*** Begin section ***
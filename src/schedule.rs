//! Due Date Mapping
//!
//! Tasks keep a date and an optional time locally, while the remote row
//! stores a single `due_date` timestamp. Both directions live here so the
//! mapping can be tested on its own.

use chrono::{DateTime, NaiveDate, NaiveDateTime, NaiveTime, Timelike};
use serde::{Deserialize, Serialize};

const DATE_FORMAT: &str = "%Y-%m-%d";
const TIME_FORMAT: &str = "%H:%M";

/// When a task is due: a calendar date plus an optional wall-clock time.
///
/// A time of exactly midnight is the same instant as "no time" once it is
/// stored remotely, so it is normalized to `None` on construction.
#[derive(Debug, Clone, Copy, PartialEq, Eq, Hash, Serialize, Deserialize)]
pub struct Schedule {
    date: NaiveDate,
    time: Option<NaiveTime>,
}

impl Schedule {
    /// Seconds are dropped and midnight becomes `None`, so an explicit
    /// `00:00` input does not round-trip literally: `time_string` gives `""`.
    pub fn new(date: NaiveDate, time: Option<NaiveTime>) -> Self {
        let time = time
            .map(|t| t.with_second(0).and_then(|t| t.with_nanosecond(0)).unwrap_or(t))
            .filter(|t| *t != NaiveTime::MIN);
        Self { date, time }
    }

    /// Build from form input: `YYYY-MM-DD` and `HH:MM` (empty time = none).
    ///
    /// `"00:00"` is accepted and reads back as no time, see [`Schedule::new`].
    pub fn parse(date: &str, time: &str) -> Option<Self> {
        let date = NaiveDate::parse_from_str(date.trim(), DATE_FORMAT).ok()?;
        let time = match time.trim() {
            "" => None,
            t => Some(NaiveTime::parse_from_str(t, TIME_FORMAT).ok()?),
        };
        Some(Self::new(date, time))
    }

    pub fn date(&self) -> NaiveDate {
        self.date
    }

    pub fn time(&self) -> Option<NaiveTime> {
        self.time
    }

    /// Date as `YYYY-MM-DD`
    pub fn date_string(&self) -> String {
        self.date.format(DATE_FORMAT).to_string()
    }

    /// Time as `HH:MM`, or empty when unset
    pub fn time_string(&self) -> String {
        self.time
            .map(|t| t.format(TIME_FORMAT).to_string())
            .unwrap_or_default()
    }

    /// Combine into the remote `due_date` value (`YYYY-MM-DDTHH:MM:00`)
    pub fn to_due_date(&self) -> String {
        let time = self.time.unwrap_or(NaiveTime::MIN);
        format!("{}T{}:00", self.date_string(), time.format(TIME_FORMAT))
    }

    /// Split a remote `due_date` back into date and time.
    ///
    /// Accepts a full timestamp with or without seconds, fraction and
    /// offset, or a bare date. The wall-clock fields are taken as written;
    /// no offset is applied.
    pub fn from_due_date(raw: &str) -> Option<Self> {
        let raw = raw.trim();
        if raw.is_empty() {
            return None;
        }
        if let Ok(dt) = DateTime::parse_from_rfc3339(raw) {
            let local = dt.naive_local();
            return Some(Self::new(local.date(), Some(local.time())));
        }
        for format in ["%Y-%m-%dT%H:%M:%S%.f", "%Y-%m-%dT%H:%M:%S", "%Y-%m-%dT%H:%M", "%Y-%m-%d %H:%M:%S"] {
            if let Ok(dt) = NaiveDateTime::parse_from_str(raw, format) {
                return Some(Self::new(dt.date(), Some(dt.time())));
            }
        }
        // Offsets without a colon (`+0000`) or other trailing noise: fall back to the leading fields
        let date = NaiveDate::parse_from_str(raw.get(..10)?, DATE_FORMAT).ok()?;
        let time = raw
            .get(11..16)
            .and_then(|t| NaiveTime::parse_from_str(t, TIME_FORMAT).ok());
        Some(Self::new(date, time))
    }
}

/// Combine optional form fields into a remote `due_date`.
///
/// Missing time means midnight; missing or invalid date means no due date.
pub fn combine(date: &str, time: &str) -> Option<String> {
    Schedule::parse(date, time).map(|s| s.to_due_date())
}

/// Split a remote `due_date` into form fields (`""` when absent).
pub fn split(due_date: Option<&str>) -> (String, String) {
    match due_date.and_then(Schedule::from_due_date) {
        Some(s) => (s.date_string(), s.time_string()),
        None => (String::new(), String::new()),
    }
}

#[cfg(test)]
mod tests {
    use super::*;

    #[test]
    fn test_round_trip_with_time() {
        for (d, t) in [("2026-01-08", "14:30"), ("2024-02-29", "23:59"), ("1999-12-31", "00:01")] {
            let due = combine(d, t).unwrap();
            assert_eq!(split(Some(&due)), (d.to_string(), t.to_string()));
        }
    }

    #[test]
    fn test_missing_time_is_midnight() {
        let due = combine("2026-01-08", "").unwrap();
        assert_eq!(due, "2026-01-08T00:00:00");
        assert_eq!(split(Some(&due)), ("2026-01-08".to_string(), String::new()));
    }

    #[test]
    fn test_explicit_midnight_normalizes_to_no_time() {
        let s = Schedule::parse("2026-01-08", "00:00").unwrap();
        assert_eq!(s.time(), None);
        assert_eq!(s, Schedule::parse("2026-01-08", "").unwrap());
        assert_eq!(s.time_string(), "");
        assert_eq!(split(Some(&combine("2026-01-08", "00:00").unwrap())), ("2026-01-08".to_string(), String::new()));
    }

    #[test]
    fn test_split_ignores_offset() {
        assert_eq!(
            split(Some("2026-01-08T14:30:00+05:00")),
            ("2026-01-08".to_string(), "14:30".to_string())
        );
        assert_eq!(
            split(Some("2026-01-08T14:30:00.123456+00:00")),
            ("2026-01-08".to_string(), "14:30".to_string())
        );
        assert_eq!(
            split(Some("2026-01-08T09:05:00+0000")),
            ("2026-01-08".to_string(), "09:05".to_string())
        );
    }

    #[test]
    fn test_bare_date_and_empty() {
        assert_eq!(split(Some("2026-01-08")), ("2026-01-08".to_string(), String::new()));
        assert_eq!(split(None), (String::new(), String::new()));
        assert_eq!(split(Some("")), (String::new(), String::new()));
        assert_eq!(combine("", "10:00"), None);
        assert_eq!(combine("not-a-date", ""), None);
    }

    #[test]
    fn test_invalid_time_rejected() {
        assert!(Schedule::parse("2026-01-08", "25:00").is_none());
    }
}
*** End section ***
## Required action
Copy the lines of the listing exactly. Skip none.

## Response below
filename src/schedule.rs
//! Due Date Mapping
//!
//! Tasks keep a date and an optional time locally, while the remote row
//! stores a single `due_date` timestamp. Both directions live here so the
//! mapping can be tested on its own.

use chrono::{DateTime, NaiveDate, NaiveDateTime, NaiveTime, Timelike};
use serde::{Deserialize, Serialize};

const DATE_FORMAT: &str = "%Y-%m-%d";
const TIME_FORMAT: &str = "%H:%M";

/// When a task is due: a calendar date plus an optional wall-clock time.
///
/// A time of exactly midnight is the same instant as "no time" once it is
/// stored remotely, so it is normalized to `None` on construction.
#[derive(Debug, Clone, Copy, PartialEq, Eq, Hash, Serialize, Deserialize)]
pub struct Schedule {
    date: NaiveDate,
    time: Option<NaiveTime>,
}

impl Schedule {
    /// Seconds are dropped and midnight becomes `None`, so an explicit
    /// `00:00` input does not round-trip literally: `time_string` gives `""`.
    pub fn new(date: NaiveDate, time: Option<NaiveTime>) -> Self {
        let time = time
            .map(|t| t.with_second(0).and_then(|t| t.with_nanosecond(0)).unwrap_or(t))
            .filter(|t| *t != NaiveTime::MIN);
        Self { date, time }
    }

    /// Build from form input: `YYYY-MM-DD` and `HH:MM` (empty time = none).
    ///
    /// `"00:00"` is accepted and reads back as no time, see [`Schedule::new`].
    pub fn parse(date: &str, time: &str) -> Option<Self> {
        let date = NaiveDate::parse_from_str(date.trim(), DATE_FORMAT).ok()?;
        let time = match time.trim() {
            "" => None,
            t => Some(NaiveTime::parse_from_str(t, TIME_FORMAT).ok()?),
        };
        Some(Self::new(date, time))
    }

    pub fn date(&self) -> NaiveDate {
        self.date
    }

    pub fn time(&self) -> Option<NaiveTime> {
        self.time
    }

    /// Date as `YYYY-MM-DD`
    pub fn date_string(&self) -> String {
        self.date.format(DATE_FORMAT).to_string()
    }

    /// Time as `HH:MM`, or empty when unset
    pub fn time_string(&self) -> String {
        self.time
            .map(|t| t.format(TIME_FORMAT).to_string())
            .unwrap_or_default()
    }

    /// Combine into the remote `due_date` value (`YYYY-MM-DDTHH:MM:00`)
    pub fn to_due_date(&self) -> String {
        let time = self.time.unwrap_or(NaiveTime::MIN);
        format!("{}T{}:00", self.date_string(), time.format(TIME_FORMAT))
    }

    /// Split a remote `due_date` back into date and time.
    ///
    /// Accepts a full timestamp with or without seconds, fraction and
    /// offset, or a bare date. The wall-clock fields are taken as written;
    /// no offset is applied.
    pub fn from_due_date(raw: &str) -> Option<Self> {
        let raw = raw.trim();
        if raw.is_empty() {
            return None;
        }
        if let Ok(dt) = DateTime::parse_from_rfc3339(raw) {
            let local = dt.naive_local();
            return Some(Self::new(local.date(), Some(local.time())));
        }
        for format in ["%Y-%m-%dT%H:%M:%S%.f", "%Y-%m-%dT%H:%M:%S", "%Y-%m-%dT%H:%M", "%Y-%m-%d %H:%M:%S"] {
            if let Ok(dt) = NaiveDateTime::parse_from_str(raw, format) {
                return Some(Self::new(dt.date(), Some(dt.time())));
            }
        }
        // Offsets without a colon (`+0000`) or other trailing noise: fall back to the leading fields
        let date = NaiveDate::parse_from_str(raw.get(..10)?, DATE_FORMAT).ok()?;
        let time = raw
            .get(11..16)
            .and_then(|t| NaiveTime::parse_from_str(t, TIME_FORMAT).ok());
        Some(Self::new(date, time))
    }
}

/// Combine optional form fields into a remote `due_date`.
///
/// Missing time means midnight; missing or invalid date means no due date.
pub fn combine(date: &str, time: &str) -> Option<String> {
    Schedule::parse(date, time).map(|s| s.to_due_date())
}

/// Split a remote `due_date` into form fields (`""` when absent).
pub fn split(due_date: Option<&str>) -> (String, String) {
    match due_date.and_then(Schedule::from_due_date) {
        Some(s) => (s.date_string(), s.time_string()),
        None => (String::new(), String::new()),
    }
}

#[cfg(test)]
mod tests {
    use super::*;

    #[test]
    fn test_round_trip_with_time() {
        for (d, t) in [("2026-01-08", "14:30"), ("2024-02-29", "23:59"), ("1999-12-31", "00:01")] {
            let due = combine(d, t).unwrap();
            assert_eq!(split(Some(&due)), (d.to_string(), t.to_string()));
        }
    }

    #[test]
    fn test_missing_time_is_midnight() {
        let due = combine("2026-01-08", "").unwrap();
        assert_eq!(due, "2026-01-08T00:00:00");
        assert_eq!(split(Some(&due)), ("2026-01-08".to_string(), String::new()));
    }

    #[test]
    fn test_explicit_midnight_normalizes_to_no_time() {
        let s = Schedule::parse("2026-01-08", "00:00").unwrap();
        assert_eq!(s.time(), None);
        assert_eq!(s, Schedule::parse("2026-01-08", "").unwrap());
        assert_eq!(s.time_string(), "");
        assert_eq!(split(Some(&combine("2026-01-08", "00:00").unwrap())), ("2026-01-08".to_string(), String::new()));
    }

    #[test]
    fn test_split_ignores_offset() {
        assert_eq!(
            split(Some("2026-01-08T14:30:00+05:00")),
            ("2026-01-08".to_string(), "14:30".to_string())
        );
        assert_eq!(
            split(Some("2026-01-08T14:30:00.123456+00:00")),
            ("2026-01-08".to_string(), "14:30".to_string())
        );
        assert_eq!(
            split(Some("2026-01-08T09:05:00+0000")),
            ("2026-01-08".to_string(), "09:05".to_string())
        );
    }

    #[test]
    fn test_bare_date_and_empty() {
        assert_eq!(split(Some("2026-01-08")), ("2026-01-08".to_string(), String::new()));
        assert_eq!(split(None), (String::new(), String::new()));
        assert_eq!(split(Some("")), (String::new(), String::new()));
        assert_eq!(combine("", "10:00"), None);
        assert_eq!(combine("not-a-date", ""), None);
    }

    #[test]
    fn test_invalid_time_rejected() {
        assert!(Schedule::parse("2026-01-08", "25:00").is_none());
    }
}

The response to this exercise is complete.